■ Task description: Copy out every line from the records that includes "could".

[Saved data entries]
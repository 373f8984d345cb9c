use log::warn;

use crate::error::Result;

/// Turns a free-form element name into a programmatic identifier
pub trait NameTranslator {
    fn translate(&self, display_name: &str) -> Result<String>;
}

/// Always answers with the same identifier
#[derive(Debug, Clone)]
pub struct PlaceholderTranslator {
    identifier: String,
}

impl PlaceholderTranslator {
    pub fn new(identifier: impl Into<String>) -> Self {
        Self {
            identifier: identifier.into(),
        }
    }
}

impl NameTranslator for PlaceholderTranslator {
    fn translate(&self, _display_name: &str) -> Result<String> {
        Ok(self.identifier.clone())
    }
}

/// Identifier for `display_name`, or `fallback` when the translator fails or
/// answers with nothing usable.
pub fn identifier_for(
    translator: &dyn NameTranslator,
    display_name: &str,
    fallback: &str,
) -> String {
    match translator.translate(display_name) {
        Ok(identifier) if !identifier.trim().is_empty() => identifier,
        Ok(_) => {
            warn!("Empty identifier for {:?}, using {}", display_name, fallback);
            fallback.to_string()
        }
        Err(e) => {
            warn!("Name translation unavailable ({}), using {}", e, fallback);
            fallback.to_string()
        }
    }
}
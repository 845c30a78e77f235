//! The OpenSearch tool set.
//!
//! # Architecture
//!
//! ```text
//! ToolRegistry::default_tools()      (14 built-in descriptors)
//!   ↓ apply_tool_config()            (file overrides > CLI overrides)
//! ToolStore                          (shared, read by the MCP server)
//!   ↓ resolve(display_name)
//! handlers::call_tool() → ClusterClient
//! ```

pub mod config;
pub mod handlers;
pub mod params;
pub mod registry;

pub use config::{
    ArgOverride, DISPLAY_NAME_PATTERN, ToolOverride, apply_tool_config, is_valid_display_name,
};
pub use handlers::call_tool;
pub use registry::{ArgSpec, ToolDescriptor, ToolKind, ToolRegistry, ToolStore};
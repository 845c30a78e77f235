//! Output formatting for CLI commands.

use std::fmt::Write;

use crate::tools::ToolDescriptor;

/// Output format for CLI commands.
#[derive(Debug, Clone, Copy, PartialEq, Eq, Default)]
pub enum OutputFormat {
    /// Human-readable text.
    #[default]
    Text,
    /// JSON.
    Json,
}

impl OutputFormat {
    /// Parses a format name; anything unrecognized is text.
    #[must_use]
    pub fn parse(s: &str) -> Self {
        match s.to_lowercase().as_str() {
            "json" => Self::Json,
            _ => Self::Text,
        }
    }
}

/// Formats the tool list.
#[must_use]
pub fn format_tools(tools: &[ToolDescriptor], format: OutputFormat) -> String {
    match format {
        OutputFormat::Json => serde_json::to_string_pretty(tools).unwrap_or_default(),
        OutputFormat::Text => {
            let mut out = String::new();
            for tool in tools {
                if tool.display_name == tool.name {
                    let _ = writeln!(out, "{}", tool.name);
                } else {
                    let _ = writeln!(out, "{} (was {})", tool.display_name, tool.name);
                }
                let _ = writeln!(out, "  {}", tool.description);
                if let Some(limit) = tool.max_size_limit {
                    let _ = writeln!(out, "  max_size_limit: {limit}");
                }
                for arg in &tool.args {
                    let required = if arg.required { ", required" } else { "" };
                    let _ = writeln!(
                        out,
                        "  - {} ({}{required}): {}",
                        arg.name, arg.kind, arg.description
                    );
                }
            }
            out
        }
    }
}
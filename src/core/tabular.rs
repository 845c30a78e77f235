//! CSV rendering of search responses.
//!
//! Hits are flattened into one row each, with nested `_source` objects
//! spread over dotted columns (`address.coordinates.lat`). Aggregations
//! have no tabular shape and are emitted as pretty JSON.
//!
//! For arrays of objects only the first element decides which sub-columns
//! exist; keys that appear only in later elements are reachable through the
//! JSON-encoded array column but get no column of their own.

use std::collections::{BTreeMap, BTreeSet};

use serde_json::{Map, Value};

/// Returned when a response has neither hits nor aggregations.
pub const NO_SEARCH_RESULTS: &str = "No search results to convert";

/// Returned when a hit list is empty.
pub const NO_DOCUMENTS: &str = "No documents found in search results";

const METADATA_FIELDS: [&str; 3] = ["_index", "_id", "_score"];

/// Renders a search response as CSV text.
///
/// - no hits, no aggregations: [`NO_SEARCH_RESULTS`]
/// - aggregations only: pretty JSON of `aggregations`
/// - hits only: CSV of the hits
/// - both: `SEARCH HITS:` section, blank line, `AGGREGATIONS:` section
///
/// Never fails; malformed shapes fall through to the literal fallbacks.
#[must_use]
pub fn search_results_to_csv(results: &Value) -> String {
    let Some(response) = results.as_object().filter(|m| !m.is_empty()) else {
        return NO_SEARCH_RESULTS.to_string();
    };

    let hits = response
        .get("hits")
        .and_then(|h| h.get("hits"))
        .and_then(Value::as_array)
        .filter(|hits| !hits.is_empty());
    let aggregations = response.get("aggregations");

    match (hits, aggregations) {
        (None, Some(aggs)) => pretty_json(aggs),
        (Some(hits), None) => hits_to_csv(hits),
        (Some(hits), Some(aggs)) => format!(
            "SEARCH HITS:\n{}\n\nAGGREGATIONS:\n{}",
            hits_to_csv(hits),
            pretty_json(aggs)
        ),
        (None, None) => NO_SEARCH_RESULTS.to_string(),
    }
}

/// Renders a list of hits as CSV with alphabetically sorted columns.
#[must_use]
pub fn hits_to_csv(hits: &[Value]) -> String {
    if hits.is_empty() {
        return NO_DOCUMENTS.to_string();
    }

    let mut columns: BTreeSet<String> = BTreeSet::new();
    for hit in hits {
        if let Some(source) = hit.get("_source").and_then(Value::as_object) {
            collect_columns(source, "", &mut columns);
        }
        columns.extend(METADATA_FIELDS.iter().map(|f| (*f).to_string()));
    }

    let rows: Vec<BTreeMap<String, String>> = hits.iter().map(hit_to_row).collect();

    match write_csv(&columns, &rows) {
        Ok(csv) => csv,
        Err(e) => {
            tracing::warn!(error = %e, "failed to render search hits as CSV");
            NO_DOCUMENTS.to_string()
        }
    }
}

fn write_csv(
    columns: &BTreeSet<String>,
    rows: &[BTreeMap<String, String>],
) -> Result<String, Box<dyn std::error::Error>> {
    let mut wtr = csv::WriterBuilder::new()
        .terminator(csv::Terminator::CRLF)
        .from_writer(Vec::new());

    wtr.write_record(columns)?;
    for row in rows {
        wtr.write_record(
            columns
                .iter()
                .map(|column| row.get(column).map_or("", String::as_str)),
        )?;
    }

    let bytes = wtr.into_inner().map_err(|e| e.into_error())?;
    Ok(String::from_utf8(bytes)?)
}

/// Discovers dotted column names under `object`.
fn collect_columns(object: &Map<String, Value>, prefix: &str, columns: &mut BTreeSet<String>) {
    for (key, value) in object {
        let field = format!("{prefix}{key}");
        match value {
            Value::Object(nested) => collect_columns(nested, &format!("{field}."), columns),
            Value::Array(items) => {
                if let Some(Value::Object(first)) = items.first() {
                    collect_columns(first, &format!("{field}."), columns);
                }
                columns.insert(field);
            }
            _ => {
                columns.insert(field);
            }
        }
    }
}

fn hit_to_row(hit: &Value) -> BTreeMap<String, String> {
    let mut row = BTreeMap::new();
    for field in METADATA_FIELDS {
        row.insert(field.to_string(), hit.get(field).map_or_else(String::new, cell));
    }
    if let Some(source) = hit.get("_source").and_then(Value::as_object) {
        flatten_into_row(source, "", &mut row);
    }
    row
}

fn flatten_into_row(object: &Map<String, Value>, prefix: &str, row: &mut BTreeMap<String, String>) {
    for (key, value) in object {
        let field = format!("{prefix}{key}");
        match value {
            Value::Object(nested) => flatten_into_row(nested, &format!("{field}."), row),
            Value::Array(items) => {
                if let Some(Value::Object(first)) = items.first() {
                    flatten_into_row(first, &format!("{field}."), row);
                }
                row.insert(field, value.to_string());
            }
            scalar => {
                row.insert(field, cell(scalar));
            }
        }
    }
}

/// Text of a single CSV cell; `null` is an empty cell.
fn cell(value: &Value) -> String {
    match value {
        Value::Null => String::new(),
        Value::String(s) => s.clone(),
        other => other.to_string(),
    }
}

fn pretty_json(value: &Value) -> String {
    serde_json::to_string_pretty(value).unwrap_or_else(|_| value.to_string())
}
//! HTTP transport built on `reqwest`.

use async_trait::async_trait;
use serde_json::Value;

use super::client::{ClusterClient, ClusterRequest, Method};
use super::config::ClusterConfig;
use crate::error::ClusterError;

/// Cluster client speaking plain HTTP(S) to the REST API.
pub struct HttpClusterClient {
    client: reqwest::Client,
    base_url: String,
}

impl HttpClusterClient {
    /// Creates a client from connection configuration.
    ///
    /// # Errors
    ///
    /// Returns [`ClusterError::InvalidConfig`] if the HTTP client cannot be
    /// built.
    pub fn new(config: &ClusterConfig) -> Result<Self, ClusterError> {
        let client = reqwest::Client::builder()
            .timeout(config.timeout)
            .build()
            .map_err(|e| ClusterError::InvalidConfig(e.to_string()))?;

        Ok(Self {
            client,
            base_url: config.url.clone(),
        })
    }

    fn url_for(&self, path: &str) -> String {
        format!("{}{path}", self.base_url)
    }
}

#[async_trait]
impl ClusterClient for HttpClusterClient {
    fn name(&self) -> &'static str {
        "http"
    }

    async fn send(&self, request: &ClusterRequest) -> Result<Value, ClusterError> {
        let url = self.url_for(&request.path);
        tracing::debug!(method = request.method.as_str(), %url, "cluster request");

        let mut builder = match request.method {
            Method::Get => self.client.get(&url),
            Method::Post => self.client.post(&url),
        };
        if !request.params.is_empty() {
            builder = builder.query(&request.params);
        }
        if let Some(body) = &request.body {
            builder = builder.json(body);
        }

        let response = builder
            .send()
            .await
            .map_err(|e| ClusterError::Transport(e.to_string()))?;
        let status = response.status();
        let text = response
            .text()
            .await
            .map_err(|e| ClusterError::Transport(e.to_string()))?;

        if !status.is_success() {
            return Err(ClusterError::Status {
                status: status.as_u16(),
                body: text,
            });
        }

        // Some endpoints (hot threads) answer with plain text.
        Ok(serde_json::from_str(&text).unwrap_or_else(|_| Value::String(text)))
    }
}

#[cfg(test)]
#[allow(clippy::panic)]
mod tests {
    use super::*;

    #[test]
    fn test_url_for_joins_path() {
        let config = ClusterConfig::builder().url("http://example:9200/").build();
        let client = HttpClusterClient::new(&config).unwrap_or_else(|e| panic!("client build failed: {e}"));
        assert_eq!(client.url_for("/_cat/indices"), "http://example:9200/_cat/indices");
        assert_eq!(client.name(), "http");
    }
}
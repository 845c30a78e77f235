//! Error types for opensearch-mcp-rs.
//!
//! Each layer has its own error enum; [`Error`] unifies them for the CLI.

use thiserror::Error;

/// Crate-wide result alias.
pub type Result<T> = std::result::Result<T, Error>;

/// Top-level error type.
#[derive(Debug, Error)]
pub enum Error {
    /// Tool configuration could not be applied.
    #[error(transparent)]
    Config(#[from] ConfigError),

    /// A request against the cluster failed.
    #[error(transparent)]
    Cluster(#[from] ClusterError),

    /// A tool invocation failed.
    #[error(transparent)]
    Tool(#[from] ToolError),

    /// A CLI command failed.
    #[error(transparent)]
    Command(#[from] CommandError),

    /// JSON encoding or decoding failed.
    #[error("JSON error: {0}")]
    Json(#[from] serde_json::Error),

    /// I/O failure.
    #[error("I/O error: {0}")]
    Io(#[from] std::io::Error),
}

/// Errors raised while parsing or validating tool overrides.
///
/// Any of these aborts the whole configuration pass; the registry is left
/// untouched.
#[derive(Debug, Error, PartialEq, Eq)]
pub enum ConfigError {
    /// The override targets a tool that is not registered.
    #[error("Tool '{tool}' is not a valid tool name.")]
    UnknownTool {
        /// Canonical tool name from the override.
        tool: String,
    },

    /// A config-file entry used a field other than the supported ones.
    #[error(
        "Invalid field '{field}' for tool '{tool}' in config file. Supported fields: display_name, description, max_size_limit, args."
    )]
    UnknownField {
        /// Offending field name.
        field: String,
        /// Tool the field was set on.
        tool: String,
    },

    /// Two tools would end up sharing a name.
    #[error("Display name '{display_name}' conflicts with another tool.")]
    DisplayNameConflict {
        /// Requested display name.
        display_name: String,
    },

    /// The display name does not match `^[a-zA-Z0-9_-]+$`.
    #[error(
        "Display name '{display_name}' for tool '{tool}' does not follow the required pattern '{pattern}'."
    )]
    InvalidDisplayName {
        /// Requested display name.
        display_name: String,
        /// Tool being renamed.
        tool: String,
        /// Pattern the name must match.
        pattern: &'static str,
    },

    /// The override names an argument the tool does not declare.
    #[error("Argument '{arg}' does not exist on tool '{tool}'.")]
    UnknownArgument {
        /// Argument name from the override.
        arg: String,
        /// Tool the argument was looked up on.
        tool: String,
    },

    /// An argument description was not a string.
    #[error("Description for argument '{arg}' in tool '{tool}' must be a string.")]
    ArgumentDescriptionNotString {
        /// Argument name.
        arg: String,
        /// Tool name.
        tool: String,
    },

    /// A tool-level field had a value of the wrong shape.
    #[error("Invalid value for '{field}' on tool '{tool}': {reason}")]
    InvalidValue {
        /// Field name.
        field: String,
        /// Tool name.
        tool: String,
        /// What was wrong with it.
        reason: String,
    },

    /// The `tools` section of a config file is not a mapping.
    #[error("Invalid tool configuration: {0}")]
    InvalidSection(String),
}

/// Errors from the cluster transport.
#[derive(Debug, Error)]
pub enum ClusterError {
    /// The HTTP request could not be sent or its body read.
    #[error("{0}")]
    Transport(String),

    /// The cluster answered with a non-success status.
    #[error("HTTP {status}: {body}")]
    Status {
        /// HTTP status code.
        status: u16,
        /// Response body as text.
        body: String,
    },

    /// The client could not be constructed.
    #[error("Invalid client configuration: {0}")]
    InvalidConfig(String),
}

/// Errors surfaced while running a tool.
#[derive(Debug, Error)]
pub enum ToolError {
    /// No tool is registered under the requested name.
    #[error("Unknown tool: {name}")]
    UnknownTool {
        /// Name requested by the caller.
        name: String,
    },

    /// The supplied arguments do not match the tool's schema.
    #[error("{message}")]
    InvalidArguments {
        /// Human-readable explanation.
        message: String,
    },

    /// The cluster request failed; `context` is the tool's error prefix.
    #[error("{context}: {source}")]
    Cluster {
        /// Prefix describing what the tool was doing.
        context: &'static str,
        /// Underlying failure.
        #[source]
        source: ClusterError,
    },

    /// The request body could not be parsed or prepared.
    #[error("{context}: {message}")]
    Request {
        /// Prefix describing what the tool was doing.
        context: &'static str,
        /// What went wrong.
        message: String,
    },
}

/// Errors from CLI command execution.
#[derive(Debug, Error)]
pub enum CommandError {
    /// Generic execution failure.
    #[error("{0}")]
    ExecutionFailed(String),

    /// A `KEY=VALUE` override was malformed.
    #[error("Invalid override '{0}': expected KEY=VALUE")]
    InvalidOverride(String),
}
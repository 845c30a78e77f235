//! opensearch-mcp-rs binary entry point.

use clap::Parser;
use tracing_subscriber::EnvFilter;

use opensearch_mcp_rs::cli::{Cli, execute};

fn main() {
    let cli = Cli::parse();
    init_tracing(cli.verbose);

    match execute(&cli) {
        Ok(output) => {
            if !output.is_empty() {
                #[allow(clippy::print_stdout)]
                {
                    println!("{}", output.trim_end());
                }
            }
        }
        Err(e) => {
            #[allow(clippy::print_stderr)]
            {
                eprintln!("Error: {e}");
            }
            std::process::exit(1);
        }
    }
}

/// Logs go to stderr; stdout carries the stdio MCP protocol.
fn init_tracing(verbose: bool) {
    let default_level = if verbose { "debug" } else { "info" };
    let filter =
        EnvFilter::try_from_default_env().unwrap_or_else(|_| EnvFilter::new(default_level));
    tracing_subscriber::fmt()
        .with_env_filter(filter)
        .with_writer(std::io::stderr)
        .with_target(false)
        .init();
}
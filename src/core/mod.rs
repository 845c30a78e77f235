//! Pure transforms over JSON values.
//!
//! Nothing here performs I/O: [`normalize`] sanitizes outbound request
//! bodies and [`tabular`] turns search responses into CSV text.

pub mod normalize;
pub mod tabular;

pub use normalize::{normalize, normalize_body, normalize_text, plain_float};
pub use tabular::{NO_DOCUMENTS, NO_SEARCH_RESULTS, hits_to_csv, search_results_to_csv};
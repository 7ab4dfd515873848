//! Classify still images, or a single camera frame, from the command line.
//!
use std::path::PathBuf;

use anyhow::{anyhow, Context, Result};
use clap::Parser;
use env_logger::TimestampPrecision;
use handface::{
    config::{CameraConfig, ModelSource, PipelineConfig, DEFAULT_MODEL_PATH, TOPK_PREDICTIONS},
    display::EmojiDisplay,
    labels::LabelMap,
    nn::{load_onnx, warmup},
    pipeline::{Pipeline, Prediction},
    preproc::IMAGE_SIZE,
    sensors::open_camera,
};

/// Attempts to get a first frame out of a freshly started camera.
const CAPTURE_ATTEMPTS: usize = 10;

#[derive(Parser, Debug)]
#[clap(author, version)]
struct Args {
    /// Images to classify
    images: Vec<PathBuf>,

    /// Classify one frame of this video device instead of images
    #[clap(long, conflicts_with = "images")]
    device: Option<String>,

    /// Path or http(s) URL of the ONNX model
    #[clap(long, default_value = DEFAULT_MODEL_PATH)]
    model: ModelSource,

    /// Labels in class index order of the model output
    #[clap(long, value_delimiter = ',', default_value = "hand,face")]
    labels: Vec<String>,

    /// Number of ranked classes per prediction
    #[clap(long, default_value_t = TOPK_PREDICTIONS)]
    top_k: usize,
}

fn report(name: &str, prediction: &Prediction) {
    println!("{name}:");
    for class in &prediction.classes {
        println!("  {:<6} {:.4}", class.label, class.probability);
    }
    println!("  {}", prediction.status_text());

    let mut display = EmojiDisplay::default();
    match display.apply(&prediction.classes) {
        Some(label) => println!("  {} {}", display.glyph, label),
        None => println!("  no clear winner"),
    }
}

#[tokio::main]
async fn main() -> Result<()> {
    let args = Args::parse();

    env_logger::builder()
        .format_timestamp(Some(TimestampPrecision::Millis))
        .init();

    if args.images.is_empty() && args.device.is_none() {
        return Err(anyhow!("nothing to classify, pass image paths or --device"));
    }

    let config = PipelineConfig {
        labels: LabelMap::from_names(&args.labels)?,
        top_k: args.top_k,
        image_size: IMAGE_SIZE,
    };

    let classifier = load_onnx(&args.model, config.image_size).await?;
    let output_len = warmup(classifier.as_ref(), config.image_size)?;
    config.labels.check_output_len(output_len)?;
    let pipeline = Pipeline::new(classifier, config);

    if let Some(device) = args.device {
        let mut capture = open_camera(&CameraConfig {
            device: device.clone(),
            ..Default::default()
        })?;
        let frame = (0..CAPTURE_ATTEMPTS)
            .find_map(|_| capture())
            .ok_or_else(|| anyhow!("no frame captured from {device}"))?;

        report(&device, &pipeline.classify_jpeg(&frame)?);
        return Ok(());
    }

    for path in &args.images {
        let image = image::open(path)
            .with_context(|| format!("failed to open {}", path.display()))?
            .to_rgb8();

        report(&path.display().to_string(), &pipeline.classify(&image)?);
    }

    Ok(())
}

■ Exercise solution:
    /// Tool configuration could not be applied.
    /// The HTTP request could not be sent or its body read.
    /// The client could not be constructed.
    /// The request body could not be parsed or prepared.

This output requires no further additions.